## WHAT IS REQUIRED
Consider the listing below. Extract exactly the lines from the line containing "from the set" to the line containing "pub fn to_record_bytes(image: &DynamicImage)", both included.

## DATASET EXCERPTS

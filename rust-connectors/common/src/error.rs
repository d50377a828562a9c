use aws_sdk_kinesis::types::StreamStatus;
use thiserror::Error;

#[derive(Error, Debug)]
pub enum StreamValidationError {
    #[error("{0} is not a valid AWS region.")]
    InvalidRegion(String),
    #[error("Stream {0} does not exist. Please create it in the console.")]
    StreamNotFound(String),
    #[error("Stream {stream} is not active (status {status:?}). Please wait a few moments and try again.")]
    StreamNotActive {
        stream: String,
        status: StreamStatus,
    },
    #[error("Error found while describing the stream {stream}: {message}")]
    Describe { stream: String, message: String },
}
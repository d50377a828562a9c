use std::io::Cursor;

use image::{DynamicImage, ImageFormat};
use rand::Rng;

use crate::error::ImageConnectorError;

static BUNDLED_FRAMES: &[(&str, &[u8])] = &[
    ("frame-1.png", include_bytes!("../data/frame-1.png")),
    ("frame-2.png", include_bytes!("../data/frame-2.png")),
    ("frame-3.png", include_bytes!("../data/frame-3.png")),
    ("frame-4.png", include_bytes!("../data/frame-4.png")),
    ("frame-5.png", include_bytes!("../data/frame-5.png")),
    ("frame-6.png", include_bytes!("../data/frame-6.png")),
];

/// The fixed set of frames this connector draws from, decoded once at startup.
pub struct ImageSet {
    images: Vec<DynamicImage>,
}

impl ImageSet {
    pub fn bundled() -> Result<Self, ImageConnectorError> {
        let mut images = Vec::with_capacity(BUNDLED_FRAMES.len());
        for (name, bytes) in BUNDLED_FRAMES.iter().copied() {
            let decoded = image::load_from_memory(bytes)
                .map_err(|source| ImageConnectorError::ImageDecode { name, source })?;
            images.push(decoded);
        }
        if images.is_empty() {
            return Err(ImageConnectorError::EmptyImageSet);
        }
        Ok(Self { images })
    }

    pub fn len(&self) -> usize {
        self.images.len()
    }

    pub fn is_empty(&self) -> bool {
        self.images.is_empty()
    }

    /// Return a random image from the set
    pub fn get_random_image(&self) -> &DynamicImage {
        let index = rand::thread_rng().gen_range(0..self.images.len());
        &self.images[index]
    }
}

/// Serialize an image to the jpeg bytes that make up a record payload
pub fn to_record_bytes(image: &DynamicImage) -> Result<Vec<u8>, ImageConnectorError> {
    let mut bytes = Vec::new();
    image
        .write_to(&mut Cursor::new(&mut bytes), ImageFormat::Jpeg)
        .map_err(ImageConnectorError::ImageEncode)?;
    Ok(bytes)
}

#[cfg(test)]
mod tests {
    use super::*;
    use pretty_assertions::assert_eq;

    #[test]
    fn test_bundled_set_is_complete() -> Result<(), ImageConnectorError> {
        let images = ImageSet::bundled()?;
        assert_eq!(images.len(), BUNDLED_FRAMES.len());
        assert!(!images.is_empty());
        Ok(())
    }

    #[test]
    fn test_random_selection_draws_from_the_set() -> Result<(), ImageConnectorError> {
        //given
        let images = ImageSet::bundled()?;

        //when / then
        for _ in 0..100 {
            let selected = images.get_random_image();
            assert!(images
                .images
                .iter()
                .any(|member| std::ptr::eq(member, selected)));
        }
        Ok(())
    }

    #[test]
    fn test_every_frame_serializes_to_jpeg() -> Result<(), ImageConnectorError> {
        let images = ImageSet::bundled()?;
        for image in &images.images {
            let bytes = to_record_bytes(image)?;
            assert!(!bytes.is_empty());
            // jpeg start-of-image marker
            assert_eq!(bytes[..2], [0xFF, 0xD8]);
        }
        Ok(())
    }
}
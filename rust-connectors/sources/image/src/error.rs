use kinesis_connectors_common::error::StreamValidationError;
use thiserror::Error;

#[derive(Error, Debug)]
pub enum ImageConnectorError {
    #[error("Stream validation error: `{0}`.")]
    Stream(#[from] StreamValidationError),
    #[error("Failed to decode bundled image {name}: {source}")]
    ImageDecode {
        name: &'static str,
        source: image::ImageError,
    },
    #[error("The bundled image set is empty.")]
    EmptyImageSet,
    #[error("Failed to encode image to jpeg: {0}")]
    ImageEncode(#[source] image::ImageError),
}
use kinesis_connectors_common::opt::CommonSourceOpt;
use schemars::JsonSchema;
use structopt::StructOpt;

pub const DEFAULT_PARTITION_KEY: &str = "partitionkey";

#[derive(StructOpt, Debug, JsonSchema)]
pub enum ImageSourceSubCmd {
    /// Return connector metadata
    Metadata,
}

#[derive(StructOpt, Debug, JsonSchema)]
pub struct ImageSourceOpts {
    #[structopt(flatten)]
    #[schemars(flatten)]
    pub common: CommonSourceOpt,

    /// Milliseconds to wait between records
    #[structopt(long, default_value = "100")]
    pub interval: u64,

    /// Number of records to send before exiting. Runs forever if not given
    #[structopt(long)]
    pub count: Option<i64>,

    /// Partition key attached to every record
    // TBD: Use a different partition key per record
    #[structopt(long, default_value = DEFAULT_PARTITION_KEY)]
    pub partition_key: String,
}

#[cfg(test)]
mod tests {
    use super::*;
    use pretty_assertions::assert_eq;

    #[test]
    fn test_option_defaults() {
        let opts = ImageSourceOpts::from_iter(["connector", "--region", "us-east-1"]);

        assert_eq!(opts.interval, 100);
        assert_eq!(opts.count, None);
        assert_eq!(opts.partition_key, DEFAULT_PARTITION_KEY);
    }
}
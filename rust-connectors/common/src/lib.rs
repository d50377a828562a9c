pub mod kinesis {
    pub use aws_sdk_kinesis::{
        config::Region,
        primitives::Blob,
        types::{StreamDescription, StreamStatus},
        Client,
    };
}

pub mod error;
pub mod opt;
...
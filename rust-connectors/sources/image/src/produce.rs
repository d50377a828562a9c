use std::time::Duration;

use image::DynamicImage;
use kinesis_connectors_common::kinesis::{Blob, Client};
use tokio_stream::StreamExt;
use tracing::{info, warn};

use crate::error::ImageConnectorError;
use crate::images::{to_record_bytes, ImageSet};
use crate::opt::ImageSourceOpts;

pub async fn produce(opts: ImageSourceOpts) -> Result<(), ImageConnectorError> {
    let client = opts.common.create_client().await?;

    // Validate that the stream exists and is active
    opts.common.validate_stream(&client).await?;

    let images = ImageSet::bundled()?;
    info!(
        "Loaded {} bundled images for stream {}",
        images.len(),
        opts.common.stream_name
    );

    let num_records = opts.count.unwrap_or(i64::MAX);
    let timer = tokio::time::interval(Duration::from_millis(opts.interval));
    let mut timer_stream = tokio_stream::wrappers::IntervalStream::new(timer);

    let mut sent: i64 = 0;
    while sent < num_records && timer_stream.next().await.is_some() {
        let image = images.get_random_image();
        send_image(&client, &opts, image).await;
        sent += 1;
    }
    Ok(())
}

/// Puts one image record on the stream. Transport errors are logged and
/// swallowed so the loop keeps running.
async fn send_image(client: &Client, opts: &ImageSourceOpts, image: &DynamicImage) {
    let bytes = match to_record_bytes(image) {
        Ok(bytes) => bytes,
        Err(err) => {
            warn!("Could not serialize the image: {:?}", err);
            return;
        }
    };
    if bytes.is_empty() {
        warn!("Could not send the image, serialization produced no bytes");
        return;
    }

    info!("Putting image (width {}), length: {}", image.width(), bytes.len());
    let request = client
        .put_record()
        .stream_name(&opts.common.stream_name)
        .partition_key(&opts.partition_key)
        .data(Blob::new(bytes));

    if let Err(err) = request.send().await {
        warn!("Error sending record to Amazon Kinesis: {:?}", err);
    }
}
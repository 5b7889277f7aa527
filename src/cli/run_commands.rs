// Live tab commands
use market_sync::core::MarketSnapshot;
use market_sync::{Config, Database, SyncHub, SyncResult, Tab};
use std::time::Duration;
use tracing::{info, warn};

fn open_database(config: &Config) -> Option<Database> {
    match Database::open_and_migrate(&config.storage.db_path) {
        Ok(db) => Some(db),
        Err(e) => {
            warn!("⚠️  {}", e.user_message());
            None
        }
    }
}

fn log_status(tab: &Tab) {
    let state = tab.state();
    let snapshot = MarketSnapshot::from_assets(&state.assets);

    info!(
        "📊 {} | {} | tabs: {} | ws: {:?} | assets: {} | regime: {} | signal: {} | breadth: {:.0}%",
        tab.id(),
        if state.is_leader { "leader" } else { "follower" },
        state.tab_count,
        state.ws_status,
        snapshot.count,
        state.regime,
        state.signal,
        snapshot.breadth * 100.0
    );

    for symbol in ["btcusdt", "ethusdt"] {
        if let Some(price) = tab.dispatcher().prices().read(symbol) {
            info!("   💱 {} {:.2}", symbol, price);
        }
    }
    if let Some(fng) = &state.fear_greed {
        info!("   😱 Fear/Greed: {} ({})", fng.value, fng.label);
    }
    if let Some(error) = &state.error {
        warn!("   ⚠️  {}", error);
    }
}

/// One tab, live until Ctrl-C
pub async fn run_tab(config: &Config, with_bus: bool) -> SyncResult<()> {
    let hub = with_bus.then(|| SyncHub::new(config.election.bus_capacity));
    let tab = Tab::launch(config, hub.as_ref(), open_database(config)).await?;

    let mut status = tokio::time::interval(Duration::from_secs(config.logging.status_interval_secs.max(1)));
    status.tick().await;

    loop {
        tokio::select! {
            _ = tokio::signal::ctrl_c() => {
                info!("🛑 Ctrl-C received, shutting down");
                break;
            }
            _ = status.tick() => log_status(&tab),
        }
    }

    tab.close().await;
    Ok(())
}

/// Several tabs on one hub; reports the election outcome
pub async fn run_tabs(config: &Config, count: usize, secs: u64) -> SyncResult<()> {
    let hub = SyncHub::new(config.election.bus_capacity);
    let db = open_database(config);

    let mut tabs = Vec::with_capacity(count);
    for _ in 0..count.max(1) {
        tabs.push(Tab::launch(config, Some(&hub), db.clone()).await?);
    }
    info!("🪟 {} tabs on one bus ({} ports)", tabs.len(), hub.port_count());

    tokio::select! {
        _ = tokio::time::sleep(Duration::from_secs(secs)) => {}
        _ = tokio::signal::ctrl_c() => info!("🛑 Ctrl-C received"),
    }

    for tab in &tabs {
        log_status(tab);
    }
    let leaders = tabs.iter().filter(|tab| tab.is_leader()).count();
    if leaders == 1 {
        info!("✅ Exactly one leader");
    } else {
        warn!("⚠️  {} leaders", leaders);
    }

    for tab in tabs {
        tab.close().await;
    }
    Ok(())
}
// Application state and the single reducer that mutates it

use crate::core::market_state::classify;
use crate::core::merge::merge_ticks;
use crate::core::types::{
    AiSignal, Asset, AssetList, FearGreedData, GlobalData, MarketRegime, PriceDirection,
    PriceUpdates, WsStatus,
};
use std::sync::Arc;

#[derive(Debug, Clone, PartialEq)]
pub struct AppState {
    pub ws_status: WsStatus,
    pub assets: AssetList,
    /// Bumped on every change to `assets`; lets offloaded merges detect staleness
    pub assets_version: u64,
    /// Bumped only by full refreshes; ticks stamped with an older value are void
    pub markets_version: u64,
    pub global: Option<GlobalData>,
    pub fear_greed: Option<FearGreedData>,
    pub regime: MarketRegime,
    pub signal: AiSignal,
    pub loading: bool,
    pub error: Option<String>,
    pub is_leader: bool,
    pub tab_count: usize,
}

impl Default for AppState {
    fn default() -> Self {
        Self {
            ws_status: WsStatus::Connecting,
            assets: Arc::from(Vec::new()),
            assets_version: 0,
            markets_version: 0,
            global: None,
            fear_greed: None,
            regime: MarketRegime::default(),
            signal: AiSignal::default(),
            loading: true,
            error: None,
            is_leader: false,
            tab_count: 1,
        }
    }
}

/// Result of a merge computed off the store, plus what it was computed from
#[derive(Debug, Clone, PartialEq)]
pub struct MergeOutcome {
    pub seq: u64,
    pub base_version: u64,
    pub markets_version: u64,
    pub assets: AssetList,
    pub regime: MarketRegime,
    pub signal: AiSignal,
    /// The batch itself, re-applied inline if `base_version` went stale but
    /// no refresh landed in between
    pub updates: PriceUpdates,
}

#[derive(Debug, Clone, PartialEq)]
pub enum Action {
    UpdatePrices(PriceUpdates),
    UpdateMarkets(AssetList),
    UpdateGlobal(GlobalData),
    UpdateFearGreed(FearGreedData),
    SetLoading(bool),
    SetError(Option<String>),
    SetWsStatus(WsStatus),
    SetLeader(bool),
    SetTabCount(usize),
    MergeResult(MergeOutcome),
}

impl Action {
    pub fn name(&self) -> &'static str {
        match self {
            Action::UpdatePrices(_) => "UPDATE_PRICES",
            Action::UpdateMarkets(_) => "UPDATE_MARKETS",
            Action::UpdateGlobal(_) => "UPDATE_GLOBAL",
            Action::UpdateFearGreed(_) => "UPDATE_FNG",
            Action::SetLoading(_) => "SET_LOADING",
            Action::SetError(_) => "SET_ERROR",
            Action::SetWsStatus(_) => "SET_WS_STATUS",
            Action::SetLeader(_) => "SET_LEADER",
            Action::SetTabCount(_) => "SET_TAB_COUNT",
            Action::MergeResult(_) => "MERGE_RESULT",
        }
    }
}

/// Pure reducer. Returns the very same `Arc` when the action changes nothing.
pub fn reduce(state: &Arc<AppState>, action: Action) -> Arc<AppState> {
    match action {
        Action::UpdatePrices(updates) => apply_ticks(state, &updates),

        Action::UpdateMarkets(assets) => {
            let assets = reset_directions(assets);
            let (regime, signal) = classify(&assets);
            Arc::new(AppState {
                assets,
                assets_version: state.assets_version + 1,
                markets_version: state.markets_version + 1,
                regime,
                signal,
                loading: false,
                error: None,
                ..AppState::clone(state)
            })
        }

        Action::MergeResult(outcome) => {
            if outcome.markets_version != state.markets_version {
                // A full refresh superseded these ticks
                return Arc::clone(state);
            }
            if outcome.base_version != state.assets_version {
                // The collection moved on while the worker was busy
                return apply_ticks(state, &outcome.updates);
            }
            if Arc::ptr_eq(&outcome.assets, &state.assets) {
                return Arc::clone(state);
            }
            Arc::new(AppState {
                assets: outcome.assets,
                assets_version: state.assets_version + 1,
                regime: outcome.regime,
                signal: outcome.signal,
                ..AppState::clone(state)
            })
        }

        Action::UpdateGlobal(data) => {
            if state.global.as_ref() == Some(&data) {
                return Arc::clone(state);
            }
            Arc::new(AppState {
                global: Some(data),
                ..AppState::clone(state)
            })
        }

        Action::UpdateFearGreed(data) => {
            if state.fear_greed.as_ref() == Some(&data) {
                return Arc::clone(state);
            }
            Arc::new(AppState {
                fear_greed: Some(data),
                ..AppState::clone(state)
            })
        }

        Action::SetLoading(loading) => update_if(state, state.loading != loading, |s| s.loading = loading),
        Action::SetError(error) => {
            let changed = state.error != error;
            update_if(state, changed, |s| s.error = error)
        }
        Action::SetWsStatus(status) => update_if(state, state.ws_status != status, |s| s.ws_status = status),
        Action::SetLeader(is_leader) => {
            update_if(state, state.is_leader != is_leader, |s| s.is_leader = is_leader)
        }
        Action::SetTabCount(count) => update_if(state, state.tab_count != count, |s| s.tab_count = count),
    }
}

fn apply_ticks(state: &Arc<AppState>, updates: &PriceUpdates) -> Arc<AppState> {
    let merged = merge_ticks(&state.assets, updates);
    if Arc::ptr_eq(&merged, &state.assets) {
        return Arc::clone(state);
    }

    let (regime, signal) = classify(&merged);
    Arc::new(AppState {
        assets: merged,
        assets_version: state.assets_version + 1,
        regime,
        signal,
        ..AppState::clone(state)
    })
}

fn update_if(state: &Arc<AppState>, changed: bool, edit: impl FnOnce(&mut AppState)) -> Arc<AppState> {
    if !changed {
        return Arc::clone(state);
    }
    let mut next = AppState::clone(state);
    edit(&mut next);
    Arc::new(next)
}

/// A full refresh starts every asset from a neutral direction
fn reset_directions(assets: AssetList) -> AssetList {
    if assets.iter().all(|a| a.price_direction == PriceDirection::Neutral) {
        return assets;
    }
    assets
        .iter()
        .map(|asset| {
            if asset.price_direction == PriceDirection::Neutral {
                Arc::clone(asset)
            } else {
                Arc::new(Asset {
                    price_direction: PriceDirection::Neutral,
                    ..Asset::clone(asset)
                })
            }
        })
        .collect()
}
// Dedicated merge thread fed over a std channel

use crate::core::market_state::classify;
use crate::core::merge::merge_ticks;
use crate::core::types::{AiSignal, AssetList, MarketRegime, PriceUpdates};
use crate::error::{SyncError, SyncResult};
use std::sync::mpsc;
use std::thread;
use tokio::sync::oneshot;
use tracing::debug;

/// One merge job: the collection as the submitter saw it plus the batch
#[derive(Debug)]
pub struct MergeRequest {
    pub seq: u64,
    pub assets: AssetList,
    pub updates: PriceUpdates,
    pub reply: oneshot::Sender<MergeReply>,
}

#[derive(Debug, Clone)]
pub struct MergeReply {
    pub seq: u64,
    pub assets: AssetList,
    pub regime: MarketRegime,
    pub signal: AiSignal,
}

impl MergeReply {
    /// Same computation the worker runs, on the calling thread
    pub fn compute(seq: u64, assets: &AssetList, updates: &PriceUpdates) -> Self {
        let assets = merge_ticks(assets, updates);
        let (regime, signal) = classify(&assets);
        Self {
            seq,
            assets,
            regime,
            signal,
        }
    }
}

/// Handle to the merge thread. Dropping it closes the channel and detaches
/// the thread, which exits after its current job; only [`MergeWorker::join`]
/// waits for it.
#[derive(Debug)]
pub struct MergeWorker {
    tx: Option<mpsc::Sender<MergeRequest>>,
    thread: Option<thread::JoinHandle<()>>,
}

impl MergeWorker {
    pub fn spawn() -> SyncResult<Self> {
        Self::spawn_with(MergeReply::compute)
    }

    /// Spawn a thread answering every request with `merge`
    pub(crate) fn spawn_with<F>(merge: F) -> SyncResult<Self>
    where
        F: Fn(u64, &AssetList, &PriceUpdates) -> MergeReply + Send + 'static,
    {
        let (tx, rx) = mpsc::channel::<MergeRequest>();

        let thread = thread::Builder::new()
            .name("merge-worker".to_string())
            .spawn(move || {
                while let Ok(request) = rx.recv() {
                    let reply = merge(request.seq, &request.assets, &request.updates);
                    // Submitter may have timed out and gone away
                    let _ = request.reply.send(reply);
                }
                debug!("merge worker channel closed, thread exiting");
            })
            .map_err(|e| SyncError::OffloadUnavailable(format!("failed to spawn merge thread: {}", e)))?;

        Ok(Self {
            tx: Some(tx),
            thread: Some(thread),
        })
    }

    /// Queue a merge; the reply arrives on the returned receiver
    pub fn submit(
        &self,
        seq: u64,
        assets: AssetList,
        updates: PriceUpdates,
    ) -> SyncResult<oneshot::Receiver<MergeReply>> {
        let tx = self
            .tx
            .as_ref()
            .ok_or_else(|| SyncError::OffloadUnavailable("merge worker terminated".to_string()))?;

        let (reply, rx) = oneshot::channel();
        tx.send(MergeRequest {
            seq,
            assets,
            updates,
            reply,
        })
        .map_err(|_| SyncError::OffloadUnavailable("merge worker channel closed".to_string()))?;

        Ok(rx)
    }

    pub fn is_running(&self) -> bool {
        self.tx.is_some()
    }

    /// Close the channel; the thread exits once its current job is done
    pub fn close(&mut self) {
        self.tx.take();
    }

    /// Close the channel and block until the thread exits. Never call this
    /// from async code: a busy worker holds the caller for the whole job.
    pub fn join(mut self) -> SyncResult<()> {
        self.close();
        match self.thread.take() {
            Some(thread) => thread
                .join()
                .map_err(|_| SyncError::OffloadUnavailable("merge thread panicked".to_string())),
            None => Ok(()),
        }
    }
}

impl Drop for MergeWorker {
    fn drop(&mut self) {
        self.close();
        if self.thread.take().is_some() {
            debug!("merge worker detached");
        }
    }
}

## REPLY TO THE EXERCISE
    /// Return a random image from the set
    pub fn get_random_image(&self) -> &DynamicImage {
        let index = rand::thread_rng().gen_range(0..self.images.len());
        &self.images[index]
    }
}

/// Serialize an image to the jpeg bytes that make up a record payload
pub fn to_record_bytes(image: &DynamicImage) -> Result<Vec<u8>, ImageConnectorError> {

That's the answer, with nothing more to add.